TASK DIRECTIONS: Return the data below, unchanged.

[THE DATA — start]

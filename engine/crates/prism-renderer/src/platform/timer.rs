use std::time::{Duration, Instant};

/// 帧计时
///
/// 离线渲染没有帧率限制，这里只记录每帧耗时用于日志。
#[derive(Debug)]
pub struct Timer {
    last_tick: Instant,

    delta_time: Duration,
    total_time: Duration,
    tick_count: u64,
}
impl Default for Timer {
    fn default() -> Self {
        Self {
            last_tick: Instant::now(),
            delta_time: Duration::ZERO,
            total_time: Duration::ZERO,
            tick_count: 0,
        }
    }
}
// update
impl Timer {
    /// 每帧开始的时候调用
    pub fn tick(&mut self) {
        let now = Instant::now();
        self.delta_time = now.duration_since(self.last_tick);
        self.last_tick = now;
        self.total_time += self.delta_time;
        self.tick_count += 1;
    }

    pub fn elapsed_since_tick(&self) -> Duration {
        self.last_tick.elapsed()
    }
}
// getter
impl Timer {
    #[inline]
    pub fn delta_time(&self) -> Duration {
        self.delta_time
    }

    /// 上一帧的时间（毫秒）
    #[inline]
    pub fn delta_time_ms(&self) -> f32 {
        self.delta_time.as_secs_f32() * 1000.0
    }

    #[inline]
    pub fn total_time_s(&self) -> f32 {
        self.total_time.as_secs_f32()
    }

    #[inline]
    pub fn tick_count(&self) -> u64 {
        self.tick_count
    }

    /// 所有帧的平均耗时（毫秒），还没有 tick 过时为 0
    pub fn average_frame_ms(&self) -> f32 {
        if self.tick_count == 0 {
            return 0.0;
        }
        self.total_time.as_secs_f32() * 1000.0 / self.tick_count as f32
    }
}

[THE DATA — finish]

ANSWER TO THIS TASK:
filename engine/crates/prism-renderer/src/platform/timer.rs
use std::time::{Duration, Instant};

/// 帧计时
///
/// 离线渲染没有帧率限制，这里只记录每帧耗时用于日志。
#[derive(Debug)]
pub struct Timer {
    last_tick: Instant,

    delta_time: Duration,
    total_time: Duration,
    tick_count: u64,
}
impl Default for Timer {
    fn default() -> Self {
        Self {
            last_tick: Instant::now(),
            delta_time: Duration::ZERO,
            total_time: Duration::ZERO,
            tick_count: 0,
        }
    }
}
// update
impl Timer {
    /// 每帧开始的时候调用
    pub fn tick(&mut self) {
        let now = Instant::now();
        self.delta_time = now.duration_since(self.last_tick);
        self.last_tick = now;
        self.total_time += self.delta_time;
        self.tick_count += 1;
    }

    pub fn elapsed_since_tick(&self) -> Duration {
        self.last_tick.elapsed()
    }
}
// getter
impl Timer {
    #[inline]
    pub fn delta_time(&self) -> Duration {
        self.delta_time
    }

    /// 上一帧的时间（毫秒）
    #[inline]
    pub fn delta_time_ms(&self) -> f32 {
        self.delta_time.as_secs_f32() * 1000.0
    }

    #[inline]
    pub fn total_time_s(&self) -> f32 {
        self.total_time.as_secs_f32()
    }

    #[inline]
    pub fn tick_count(&self) -> u64 {
        self.tick_count
    }

    /// 所有帧的平均耗时（毫秒），还没有 tick 过时为 0
    pub fn average_frame_ms(&self) -> f32 {
        if self.tick_count == 0 {
            return 0.0;
        }
        self.total_time.as_secs_f32() * 1000.0 / self.tick_count as f32
    }
}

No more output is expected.